Ora con il referendum viene proposta l’abrogazione delle Comunità di Valle che hanno solo il torto di aver anticipato, con la loro istituzione, la legislazione nazionale con il merito di essere più rappresentative, più democratiche e che sono al servizio dei Comuni, soprattutto di quelli di piccoli dimensioni, rispetto alla legislazione nazionale!

La Comunità di Valle ha molti difetti (in modo particolare alcune Assemblee faraoniche) che debbono essere corretti ma sono indispensabili se non vogliamo tornare ad una Provincia accentratrice. Solo la forza e la rappresentatività territoriale delle Comunità possono essere veramente soggetti di trasferimento di funzioni e di rappresentanza dei bisogni e degli interessi territoriali nei confronti della Provincia.

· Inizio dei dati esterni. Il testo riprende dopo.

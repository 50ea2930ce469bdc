//! Tool-native session linking: after spawning a session for an agent that
//! logs its own session index externally (e.g. a `~/.codex/sessions` style
//! directory), scan that index to discover which entry the spawn produced
//! and attach its id to the [`super::SessionRecord`].

use std::collections::HashSet;
use std::path::Path;
use std::time::Duration;

use chrono::{DateTime, Utc};
use rand::Rng;

const MAX_ATTEMPTS: u32 = 30;
const BASE_DELAY: Duration = Duration::from_millis(250);
const STEP_DELAY: Duration = Duration::from_millis(650);
const LOOKBACK: chrono::Duration = chrono::Duration::seconds(12);

/// One entry in a tool's external session index.
#[derive(Debug, Clone)]
pub struct IndexEntry {
    pub id: String,
    pub cwd: String,
    pub created_at: DateTime<Utc>,
    pub updated_at: DateTime<Utc>,
}

/// Something that can list a tool's external session index. Implemented per
/// tool (codex's `~/.codex/sessions`, etc.); kept behind a trait so the scan
/// loop below is tool-agnostic and independently testable.
pub trait SessionIndex {
    fn list(&self, cwd: &Path) -> Vec<IndexEntry>;
}

/// Picks the newest entry under `cwd` that was touched at or after
/// `spawn_time - 12s`, isn't in `pre_spawn_snapshot`, and isn't already
/// claimed by another [`super::SessionRecord`] (`already_linked`).
pub fn pick_linked_session(
    entries: &[IndexEntry],
    cwd: &Path,
    spawn_time: DateTime<Utc>,
    pre_spawn_snapshot: &HashSet<String>,
    already_linked: &HashSet<String>,
) -> Option<String> {
    let cwd_str = cwd.to_string_lossy();
    let cutoff = spawn_time - LOOKBACK;
    entries
        .iter()
        .filter(|e| e.cwd == cwd_str)
        .filter(|e| e.updated_at.max(e.created_at) >= cutoff)
        .filter(|e| !pre_spawn_snapshot.contains(&e.id))
        .filter(|e| !already_linked.contains(&e.id))
        .max_by_key(|e| e.updated_at.max(e.created_at))
        .map(|e| e.id.clone())
}

/// Runs the bounded exponential-backoff scan, calling `index.list(cwd)` on
/// each attempt until [`pick_linked_session`] finds a candidate or the
/// attempt budget is exhausted.
pub async fn scan_for_link(
    index: &dyn SessionIndex,
    cwd: &Path,
    spawn_time: DateTime<Utc>,
    pre_spawn_snapshot: &HashSet<String>,
    already_linked: &HashSet<String>,
) -> Option<String> {
    for _ in 0..MAX_ATTEMPTS {
        let entries = index.list(cwd);
        if let Some(id) =
            pick_linked_session(&entries, cwd, spawn_time, pre_spawn_snapshot, already_linked)
        {
            return Some(id);
        }
        let jitter_ms = rand::rng().random_range(0..STEP_DELAY.as_millis() as u64);
        tokio::time::sleep(BASE_DELAY + Duration::from_millis(jitter_ms)).await;
    }
    None
}

#[cfg(test)]
mod tests {
    use super::*;

    fn entry(id: &str, cwd: &str, ts: DateTime<Utc>) -> IndexEntry {
        IndexEntry {
            id: id.to_string(),
            cwd: cwd.to_string(),
            created_at: ts,
            updated_at: ts,
        }
    }

    #[test]
    fn picks_newest_unlinked_entry_under_cwd_within_window() {
        let now = Utc::now();
        let entries = vec![
            entry("old", "/proj", now - chrono::Duration::seconds(30)),
            entry("other-cwd", "/elsewhere", now),
            entry("candidate", "/proj", now - chrono::Duration::seconds(1)),
            entry("pre-existing", "/proj", now),
        ];
        let mut snapshot = HashSet::new();
        snapshot.insert("pre-existing".to_string());
        let picked = pick_linked_session(
            &entries,
            Path::new("/proj"),
            now,
            &snapshot,
            &HashSet::new(),
        );
        assert_eq!(picked, Some("candidate".to_string()));
    }

    #[test]
    fn excludes_already_linked_entries() {
        let now = Utc::now();
        let entries = vec![entry("taken", "/proj", now)];
        let mut linked = HashSet::new();
        linked.insert("taken".to_string());
        let picked =
            pick_linked_session(&entries, Path::new("/proj"), now, &HashSet::new(), &linked);
        assert_eq!(picked, None);
    }

    #[test]
    fn excludes_entries_outside_the_lookback_window() {
        let now = Utc::now();
        let entries = vec![entry("stale", "/proj", now - chrono::Duration::seconds(30))];
        let picked = pick_linked_session(
            &entries,
            Path::new("/proj"),
            now,
            &HashSet::new(),
            &HashSet::new(),
        );
        assert_eq!(picked, None);
    }
}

Che il referendum della Lega Nord sia strumentale lo dimostra la diversità di comportamento politico tra il livello nazionale e locale; che il centro destra trentino non possa atteggiarsi a paladino dei comuni, soprattutto piccoli, lo dimostra la doppiezza del comportamento dal medesimo tenuto avendo voluto ed approvato una normativa a livello nazionale che sancisce di fatto la morte dei piccoli comuni (al Sindaco dei Comuni con meno di 1000 abitanti rimane la sola fascia di ufficiale del governo!).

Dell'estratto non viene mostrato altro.